─── The data ───

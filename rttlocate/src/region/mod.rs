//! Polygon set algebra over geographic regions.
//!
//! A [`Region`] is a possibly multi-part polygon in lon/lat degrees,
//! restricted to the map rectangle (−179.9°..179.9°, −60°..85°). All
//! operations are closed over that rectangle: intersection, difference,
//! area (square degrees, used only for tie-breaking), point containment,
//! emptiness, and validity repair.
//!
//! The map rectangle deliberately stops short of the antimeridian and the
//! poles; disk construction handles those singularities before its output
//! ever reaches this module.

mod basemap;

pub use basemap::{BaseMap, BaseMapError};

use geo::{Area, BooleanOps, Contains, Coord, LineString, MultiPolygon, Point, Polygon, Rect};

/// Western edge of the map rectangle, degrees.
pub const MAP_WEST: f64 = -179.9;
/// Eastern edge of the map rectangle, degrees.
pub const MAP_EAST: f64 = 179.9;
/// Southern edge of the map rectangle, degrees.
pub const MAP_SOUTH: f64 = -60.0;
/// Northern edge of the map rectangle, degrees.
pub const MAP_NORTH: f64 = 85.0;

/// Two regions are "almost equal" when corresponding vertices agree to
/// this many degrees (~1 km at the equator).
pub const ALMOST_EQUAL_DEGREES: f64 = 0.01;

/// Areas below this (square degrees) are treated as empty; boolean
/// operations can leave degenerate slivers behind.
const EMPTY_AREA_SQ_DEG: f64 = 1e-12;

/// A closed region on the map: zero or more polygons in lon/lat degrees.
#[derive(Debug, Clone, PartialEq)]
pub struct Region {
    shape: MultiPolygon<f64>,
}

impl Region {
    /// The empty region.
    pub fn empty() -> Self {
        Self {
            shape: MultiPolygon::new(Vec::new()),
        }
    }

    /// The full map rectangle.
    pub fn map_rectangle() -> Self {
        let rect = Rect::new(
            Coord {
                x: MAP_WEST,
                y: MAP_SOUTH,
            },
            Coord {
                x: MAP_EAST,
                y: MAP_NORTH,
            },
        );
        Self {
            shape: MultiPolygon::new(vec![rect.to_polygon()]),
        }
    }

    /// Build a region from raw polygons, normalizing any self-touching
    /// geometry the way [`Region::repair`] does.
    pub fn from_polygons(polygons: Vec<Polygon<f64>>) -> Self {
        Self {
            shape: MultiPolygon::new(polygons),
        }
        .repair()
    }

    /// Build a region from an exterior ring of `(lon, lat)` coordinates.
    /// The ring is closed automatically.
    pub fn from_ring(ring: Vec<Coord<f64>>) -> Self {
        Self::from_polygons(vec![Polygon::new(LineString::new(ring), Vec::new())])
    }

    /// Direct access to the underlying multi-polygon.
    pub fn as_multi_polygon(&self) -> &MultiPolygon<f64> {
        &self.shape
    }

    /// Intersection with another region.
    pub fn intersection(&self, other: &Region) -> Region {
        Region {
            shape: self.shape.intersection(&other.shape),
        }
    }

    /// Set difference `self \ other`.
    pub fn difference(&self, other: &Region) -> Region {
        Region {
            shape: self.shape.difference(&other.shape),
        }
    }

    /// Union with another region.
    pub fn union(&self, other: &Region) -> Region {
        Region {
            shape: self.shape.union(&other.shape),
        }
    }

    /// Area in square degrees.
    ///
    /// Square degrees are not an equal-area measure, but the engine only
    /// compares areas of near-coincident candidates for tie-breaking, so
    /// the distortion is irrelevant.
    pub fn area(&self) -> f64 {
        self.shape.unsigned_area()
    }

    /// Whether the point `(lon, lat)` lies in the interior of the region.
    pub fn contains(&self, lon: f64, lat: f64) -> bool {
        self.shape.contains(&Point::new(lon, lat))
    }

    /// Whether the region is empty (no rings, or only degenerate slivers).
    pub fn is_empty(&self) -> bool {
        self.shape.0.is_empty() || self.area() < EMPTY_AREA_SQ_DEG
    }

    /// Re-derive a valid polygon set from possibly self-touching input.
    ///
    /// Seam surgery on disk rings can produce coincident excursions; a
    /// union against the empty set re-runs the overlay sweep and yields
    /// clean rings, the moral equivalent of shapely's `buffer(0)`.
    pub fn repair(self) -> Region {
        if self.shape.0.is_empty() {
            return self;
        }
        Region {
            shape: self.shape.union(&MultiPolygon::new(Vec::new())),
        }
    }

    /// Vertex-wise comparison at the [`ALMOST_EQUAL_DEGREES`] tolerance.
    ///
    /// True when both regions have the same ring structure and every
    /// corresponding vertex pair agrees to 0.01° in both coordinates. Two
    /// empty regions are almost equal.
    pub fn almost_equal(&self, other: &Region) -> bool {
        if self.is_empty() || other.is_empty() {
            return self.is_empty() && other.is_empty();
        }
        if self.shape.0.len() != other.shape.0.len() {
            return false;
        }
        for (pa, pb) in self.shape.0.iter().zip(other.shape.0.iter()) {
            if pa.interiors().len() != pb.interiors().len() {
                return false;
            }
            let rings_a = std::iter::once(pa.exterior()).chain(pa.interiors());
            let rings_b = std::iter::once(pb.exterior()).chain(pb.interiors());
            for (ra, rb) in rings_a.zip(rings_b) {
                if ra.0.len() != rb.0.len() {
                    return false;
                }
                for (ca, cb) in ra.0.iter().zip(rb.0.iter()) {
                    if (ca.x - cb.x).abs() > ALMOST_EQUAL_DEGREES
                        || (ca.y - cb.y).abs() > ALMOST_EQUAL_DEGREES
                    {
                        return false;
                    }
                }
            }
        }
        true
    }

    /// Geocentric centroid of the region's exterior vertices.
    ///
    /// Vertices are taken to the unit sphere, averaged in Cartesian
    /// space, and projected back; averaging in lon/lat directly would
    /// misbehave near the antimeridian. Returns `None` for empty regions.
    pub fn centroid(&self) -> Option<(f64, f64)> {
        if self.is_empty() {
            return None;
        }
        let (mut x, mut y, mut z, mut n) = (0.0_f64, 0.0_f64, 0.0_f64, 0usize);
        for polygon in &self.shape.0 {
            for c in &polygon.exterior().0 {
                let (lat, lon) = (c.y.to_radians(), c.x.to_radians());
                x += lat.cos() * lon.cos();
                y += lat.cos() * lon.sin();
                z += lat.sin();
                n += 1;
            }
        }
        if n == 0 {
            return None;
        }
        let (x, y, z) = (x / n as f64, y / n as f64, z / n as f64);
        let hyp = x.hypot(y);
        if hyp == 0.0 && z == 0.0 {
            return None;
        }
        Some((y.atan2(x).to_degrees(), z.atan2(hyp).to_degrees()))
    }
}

───

■ **Activity**:
Having located the line containing "x += lat.cos() * lon.cos();", set it down along with every line after it through the end of the data, reproducing each exactly.

■ **Expected answer**:
                x += lat.cos() * lon.cos();
                y += lat.cos() * lon.sin();
                z += lat.sin();
                n += 1;
            }
        }
        if n == 0 {
            return None;
        }
        let (x, y, z) = (x / n as f64, y / n as f64, z / n as f64);
        let hyp = x.hypot(y);
        if hyp == 0.0 && z == 0.0 {
            return None;
        }
        Some((y.atan2(x).to_degrees(), z.atan2(hyp).to_degrees()))
    }
}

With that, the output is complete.